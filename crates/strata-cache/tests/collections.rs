//! List and map cache objects.

mod common;

use std::collections::HashMap;

use common::{Cluster, eventually, json, key};
use strata_cache::{CacheError, ReplicationPolicy};

fn names(values: &[&str]) -> Vec<String> {
    values.iter().map(|v| v.to_string()).collect()
}

#[tokio::test]
async fn test_list_operations() {
    let cluster = Cluster::new();
    let ctx = cluster.instance();
    let friends = ctx.list(key("user", "friends", "u1"), ReplicationPolicy::Sync, json::<String>());

    assert!(friends.is_empty().await);
    friends.add("a".to_string()).await;
    friends.add("b".to_string()).await;
    friends.add("c".to_string()).await;

    assert_eq!(friends.size().await, 3);
    assert_eq!(friends.get(1).await.as_deref(), Some("b"));
    assert_eq!(friends.get(7).await, None);
    assert!(friends.contains(&"c".to_string()).await);

    assert!(friends.remove(&"b".to_string()).await);
    assert!(!friends.remove(&"zz".to_string()).await);
    assert_eq!(friends.set(0, "x".to_string()).await.unwrap(), "a");
    assert!(matches!(
        friends.set(5, "y".to_string()).await,
        Err(CacheError::IndexOutOfBounds { index: 5, len: 2 })
    ));
    assert_eq!(*friends.get_all().await, names(&["x", "c"]));

    ctx.wait_idle().await;
    assert_eq!(
        cluster.cache.value("user.friends.u1").as_deref(),
        Some(r#"["x","c"]"#)
    );

    ctx.shutdown().await;
}

#[tokio::test]
async fn test_snapshots_do_not_see_later_writes() {
    let cluster = Cluster::new();
    let ctx = cluster.instance();
    let friends = ctx.list(key("user", "friends", "u1"), ReplicationPolicy::Sync, json::<String>());

    friends.replace_all(names(&["a", "b"])).await;
    let snapshot = friends.get_all().await;
    friends.add("c".to_string()).await;
    friends.set(0, "z".to_string()).await.unwrap();

    assert_eq!(*snapshot, names(&["a", "b"]));
    assert_eq!(*friends.get_all().await, names(&["z", "b", "c"]));

    ctx.shutdown().await;
}

#[tokio::test]
async fn test_emptied_list_is_deleted() {
    let cluster = Cluster::new();
    let ctx = cluster.instance();
    let friends = ctx.list(key("user", "friends", "u1"), ReplicationPolicy::Both, json::<String>());

    friends.add("a".to_string()).await;
    ctx.wait_idle().await;
    assert!(cluster.cache.value("user.friends.u1").is_some());

    friends.remove(&"a".to_string()).await;
    ctx.wait_idle().await;
    assert_eq!(cluster.cache.value("user.friends.u1"), None);
    assert_eq!(cluster.cache.calls().del, 1);
    let doc = cluster.store.document("user", "u1").unwrap();
    assert!(!doc.contains_key("friends"));

    friends.add("b".to_string()).await;
    friends.clear().await;
    assert!(friends.is_empty().await);

    ctx.shutdown().await;
}

#[tokio::test]
async fn test_unchanged_list_is_not_written() {
    let cluster = Cluster::new();
    let ctx = cluster.instance();
    let friends = ctx.list(key("user", "friends", "u1"), ReplicationPolicy::Sync, json::<String>());

    friends.add("a".to_string()).await;
    ctx.wait_idle().await;
    let calls = cluster.cache.calls();

    assert!(!friends.remove(&"missing".to_string()).await);
    assert!(friends.set(3, "b".to_string()).await.is_err());
    ctx.wait_idle().await;
    assert_eq!(cluster.cache.calls(), calls);

    ctx.shutdown().await;
}

#[tokio::test]
async fn test_map_operations() {
    let cluster = Cluster::new();
    let ctx = cluster.instance();
    let inventory = ctx.map(
        key("user", "inventory", "u1"),
        ReplicationPolicy::Both,
        json::<String>(),
        json::<u32>(),
    );

    assert_eq!(inventory.put("sword".to_string(), 1).await, None);
    assert_eq!(inventory.put("sword".to_string(), 3).await, Some(1));
    assert_eq!(inventory.get(&"sword".to_string()).await, Some(3));
    assert!(inventory.contains_key(&"sword".to_string()).await);
    assert!(inventory.contains_value(&3).await);
    assert!(!inventory.contains_value(&1).await);
    assert_eq!(inventory.size().await, 1);

    ctx.wait_idle().await;
    assert_eq!(
        cluster.cache.value("user.inventory.u1").as_deref(),
        Some(r#"{"sword":3}"#)
    );
    let doc = cluster.store.document("user", "u1").unwrap();
    assert_eq!(
        strata_storage::field_value(&doc, "inventory"),
        Some(r#"{"sword":3}"#)
    );

    assert_eq!(inventory.remove(&"sword".to_string()).await, Some(3));
    assert_eq!(inventory.remove(&"sword".to_string()).await, None);
    assert!(inventory.is_empty().await);

    ctx.wait_idle().await;
    assert_eq!(cluster.cache.value("user.inventory.u1"), None);

    ctx.shutdown().await;
}

#[tokio::test]
async fn test_map_with_numeric_keys() {
    let cluster = Cluster::new();
    let ctx = cluster.instance();
    let scores = ctx.map(
        key("user", "scores", "u1"),
        ReplicationPolicy::Sync,
        json::<u32>(),
        json::<i64>(),
    );

    scores.replace_all(HashMap::from([(1, -5)])).await;
    ctx.wait_idle().await;
    assert_eq!(cluster.cache.value("user.scores.u1").as_deref(), Some(r#"{"1":-5}"#));

    let peer = cluster.instance();
    let peer_scores = peer.map(
        key("user", "scores", "u1"),
        ReplicationPolicy::Sync,
        json::<u32>(),
        json::<i64>(),
    );
    assert_eq!(peer_scores.get(&1).await, Some(-5));

    ctx.shutdown().await;
    peer.shutdown().await;
}

#[tokio::test]
async fn test_mutation_refreshes_stale_base() {
    let cluster = Cluster::new();
    let a = cluster.started_instance().await;
    let b = cluster.started_instance().await;

    let friends_a = a.list(key("user", "friends", "u1"), ReplicationPolicy::Sync, json::<String>());
    let friends_b = b.list(key("user", "friends", "u1"), ReplicationPolicy::Sync, json::<String>());

    assert!(friends_b.is_empty().await);
    friends_a.replace_all(names(&["ann", "bob"])).await;
    a.wait_idle().await;
    assert!(eventually(|| !friends_b.is_fresh()).await);

    friends_b.add("cat".to_string()).await;
    assert_eq!(*friends_b.get_all().await, names(&["ann", "bob", "cat"]));

    b.wait_idle().await;
    assert!(eventually(|| !friends_a.is_fresh()).await);
    assert_eq!(*friends_a.get_all().await, names(&["ann", "bob", "cat"]));

    a.shutdown().await;
    b.shutdown().await;
}
use strata_core::{DataKey, ReplicationPolicy};

use crate::cell::CacheCell;

/// Cache object holding a single optional value.
pub struct ScalarCacheObject<V> {
    cell: CacheCell<Option<V>>,
}

impl<V: Clone + Send + Sync + 'static> ScalarCacheObject<V> {
    pub(crate) fn new(cell: CacheCell<Option<V>>) -> Self {
        Self { cell }
    }

    pub fn key(&self) -> &DataKey {
        self.cell.key()
    }

    pub fn policy(&self) -> ReplicationPolicy {
        self.cell.policy()
    }

    /// Whether [`get`](Self::get) would be answered from memory.
    pub fn is_fresh(&self) -> bool {
        self.cell.is_fresh()
    }

    pub async fn get(&self) -> Option<V> {
        let value = self.cell.load().await;
        (*value).clone()
    }

    pub async fn exists(&self) -> bool {
        self.cell.load().await.is_some()
    }

    pub async fn set(&self, value: V) {
        self.cell.replace(Some(value)).await;
    }

    /// Set or delete. `None` removes the value from every tier.
    pub async fn replace(&self, value: Option<V>) {
        self.cell.replace(value).await;
    }

    pub async fn delete(&self) {
        self.cell.replace(None).await;
    }
}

★ ★ ★ ★ ★ ★ ★

- ASSIGNMENT: Once you reach the line containing "fn names(values: &[&str])", include it and stop; until then, reproduce each line of the listing from its start exactly.

- THE COMPLETED TASK:
filename crates/strata-cache/tests/collections.rs
//! List and map cache objects.

mod common;

use std::collections::HashMap;

use common::{Cluster, eventually, json, key};
use strata_cache::{CacheError, ReplicationPolicy};

fn names(values: &[&str]) -> Vec<String> {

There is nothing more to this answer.